Quantitative analyses of anatomical and electrotonic structures of crayfish nonspiking interneurons by three-dimensional morphometry.

Abstract

The three-dimensional structure of premotor nonspiking interneurons in the terminal abdominal ganglion of crayfish have been studied quantitatively by using a confocal laser-scanning microscope. Their passive membrane properties have also been studied electrophysiologically to analyze their electrotonic structure. In either one of the two major morphological types, anterolateral (AL) and posterolateral (PL), that are characterized by different locations of cell bodies in the ganglion, the monopolar cell body is connected with a fine primary process to a thick main segment projecting numerous fine secondary processes.

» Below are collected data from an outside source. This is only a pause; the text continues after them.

//! Fires reminders whose time of day matches the current local minute.

use chrono::Local;
use sienna_core::{Language, Messenger, Reminder};
use sienna_memory::UserRecordStore;
use std::sync::Arc;
use std::time::Duration;

pub struct ReminderDispatcher {
    store: Arc<UserRecordStore>,
    messenger: Arc<dyn Messenger>,
}

impl ReminderDispatcher {
    pub fn new(store: Arc<UserRecordStore>, messenger: Arc<dyn Messenger>) -> Self {
        Self { store, messenger }
    }

    /// Send every reminder due at `now_hhmm` and remove it once delivered.
    /// An undelivered reminder stays queued and is retried on the next pass.
    /// Returns the number fired.
    pub async fn dispatch_due(&self, now_hhmm: &str) -> usize {
        let mut fired = 0;
        for (user_id, record) in self.store.snapshot() {
            let due: Vec<&Reminder> = record
                .reminders
                .iter()
                .filter(|r| r.time_of_day == now_hhmm)
                .collect();
            if due.is_empty() {
                continue;
            }

            let mut delivered = Vec::new();
            for reminder in due {
                let text = reminder_text(record.language(), reminder);
                match self.messenger.send(&user_id, &text).await {
                    Ok(()) => delivered.push(reminder.id),
                    Err(e) => tracing::warn!("Reminder #{} for {} not delivered: {}", reminder.id, user_id, e),
                }
            }
            if delivered.is_empty() {
                continue;
            }

            // Remove by id on the live record; it may have changed while sending.
            self.store.update(&user_id, |r| {
                r.reminders.retain(|rem| !delivered.contains(&rem.id));
            });
            if let Err(e) = self.store.save_one(&user_id).await {
                tracing::warn!("Failed to persist fired reminders for {}: {}", user_id, e);
            }
            fired += delivered.len();
        }
        if fired > 0 {
            tracing::info!("Fired {} reminders at {}", fired, now_hhmm);
        }
        fired
    }

    pub async fn run(self, period: Duration) {
        let mut ticker = crate::ticker(period);
        loop {
            ticker.tick().await;
            let now = Local::now().format("%H:%M").to_string();
            self.dispatch_due(&now).await;
        }
    }
}

pub fn reminder_text(language: Language, reminder: &Reminder) -> String {
    let fallback = match language {
        Language::Ar => "بدون رسالة",
        Language::En => "No message",
    };
    let body = if reminder.message.trim().is_empty() {
        fallback
    } else {
        reminder.message.as_str()
    };
    match language {
        Language::Ar => format!("```css\n[ ⏰ تذكير ]\n```**{body}**"),
        Language::En => format!("```css\n[ ⏰ Reminder ]\n```**{body}**"),
    }
}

These two types of cells share a common dendritic field in the neuropil, showing similar anatomical characteristics of dendrites. Electrotonic analyses based on the present anatomical and physiological measurements have revealed that the steady-state voltage-attenuation factors for the secondary processes were not statistically different between the AL- and PL-type cells. Comparison between the premotor nonspiking interneurons and an identified sensory nonspiking interneuron, which was studied previously, has revealed that voltage attenuation over secondary processes in both the centripetal and the centrifugal directions was significantly greater in the sensory than in the premotor interneurons, although the anatomical length of each secondary process from its terminal to the main segment was not different between them. Differences in the electrotonic structure between sensory and premotor nonspiking interneurons indicate their different modes of synaptic integration in the control of postsynaptic nerve cells.